**Exercise aim:**
In the data below, find every line with the word "time" and copy it.

--- Entries shown ---

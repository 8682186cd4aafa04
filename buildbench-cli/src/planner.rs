//! Comparison Planner
//!
//! Builds the execution plan by filtering configured systems.
//!
//! Filtering options:
//! - Regex pattern matching on system name
//! - Tool filtering
//!
//! Ordering: systems keep their configuration order, so the first selected
//! system is the baseline for speedups.

use crate::config::{SystemConfig, ToolKind};

/// Execution plan for a comparison
pub struct ExecutionPlan<'a> {
    /// Ordered list of systems to measure
    pub systems: Vec<&'a SystemConfig>,
}

/// Build execution plan from configured systems
pub fn build_plan<'a>(
    systems: impl IntoIterator<Item = &'a SystemConfig>,
    filter: Option<&regex::Regex>,
    tool: Option<ToolKind>,
) -> ExecutionPlan<'a> {
    let selected = systems
        .into_iter()
        .filter(|s| filter.is_none_or(|re| re.is_match(&s.name)))
        .filter(|s| tool.is_none_or(|t| s.tool == t))
        .collect();

    ExecutionPlan { systems: selected }
}
//! Summary Statistics
//!
//! Descriptive statistics over a small, ordered set of build measurements.
//! Build batches are a handful of runs, so every sample counts: no outlier
//! rejection is applied and the standard deviation uses the population divisor.

use crate::median_index;
use serde::{Deserialize, Serialize};
use thiserror::Error;

/// Errors raised by the aggregator
#[derive(Debug, Clone, PartialEq, Error)]
pub enum StatsError {
    /// No samples were supplied
    #[error("cannot aggregate an empty sample set")]
    EmptyInput,

    /// A sample was NaN or infinite
    #[error("sample {index} is not a finite number ({value})")]
    NonFinite {
        /// Position of the offending sample
        index: usize,
        /// The offending value
        value: f64,
    },
}

/// Descriptive statistics for one build system's measurements
#[derive(Debug, Clone, Copy, PartialEq, Serialize, Deserialize)]
pub struct Stats {
    /// Arithmetic mean
    pub mean: f64,
    /// Smallest sample
    pub min: f64,
    /// Largest sample
    pub max: f64,
    /// Population standard deviation (divisor N)
    pub std_dev: f64,
    /// Element at index `floor(N/2)` after ascending sort
    pub median: f64,
    /// Number of samples aggregated
    pub sample_count: usize,
}

/// Compute summary statistics for a non-empty sample set.
pub fn compute_stats(samples: &[f64]) -> Result<Stats, StatsError> {
    if samples.is_empty() {
        return Err(StatsError::EmptyInput);
    }
    if let Some((index, &value)) = samples.iter().enumerate().find(|(_, v)| !v.is_finite()) {
        return Err(StatsError::NonFinite { index, value });
    }

    let mut sorted = samples.to_vec();
    sorted.sort_by(f64::total_cmp);
    let min = sorted[0];
    let max = sorted[sorted.len() - 1];

    // Rounding in the sum can land just outside the sample range
    let n = samples.len() as f64;
    let mean = (samples.iter().sum::<f64>() / n).clamp(min, max);
    let variance = samples.iter().map(|x| (x - mean).powi(2)).sum::<f64>() / n;

    Ok(Stats {
        mean,
        min,
        max,
        std_dev: variance.sqrt(),
        median: sorted[median_index(sorted.len())],
        sample_count: sorted.len(),
    })
}
//! Statistics Computation
//!
//! Build-time statistics for every measured system.
//!
//! Runs only after all measurement has finished, so systems are processed in
//! parallel with Rayon without disturbing any build.

use super::execution::SystemMeasurement;
use buildbench_stats::{Stats, StatsError, compute_stats};
use rayon::prelude::*;

/// Compute build-time statistics per measurement (parallelized with Rayon)
///
/// The returned vector is parallel to `measurements`. A system without
/// accepted runs yields `StatsError::EmptyInput`.
pub fn compute_statistics(measurements: &[SystemMeasurement]) -> Vec<Result<Stats, StatsError>> {
    measurements
        .par_iter()
        .map(|m| compute_stats(&m.durations_ms()))
        .collect()
}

---

**Output for this exercise:**
//! Build-time statistics for every measured system.
/// Compute build-time statistics per measurement (parallelized with Rayon)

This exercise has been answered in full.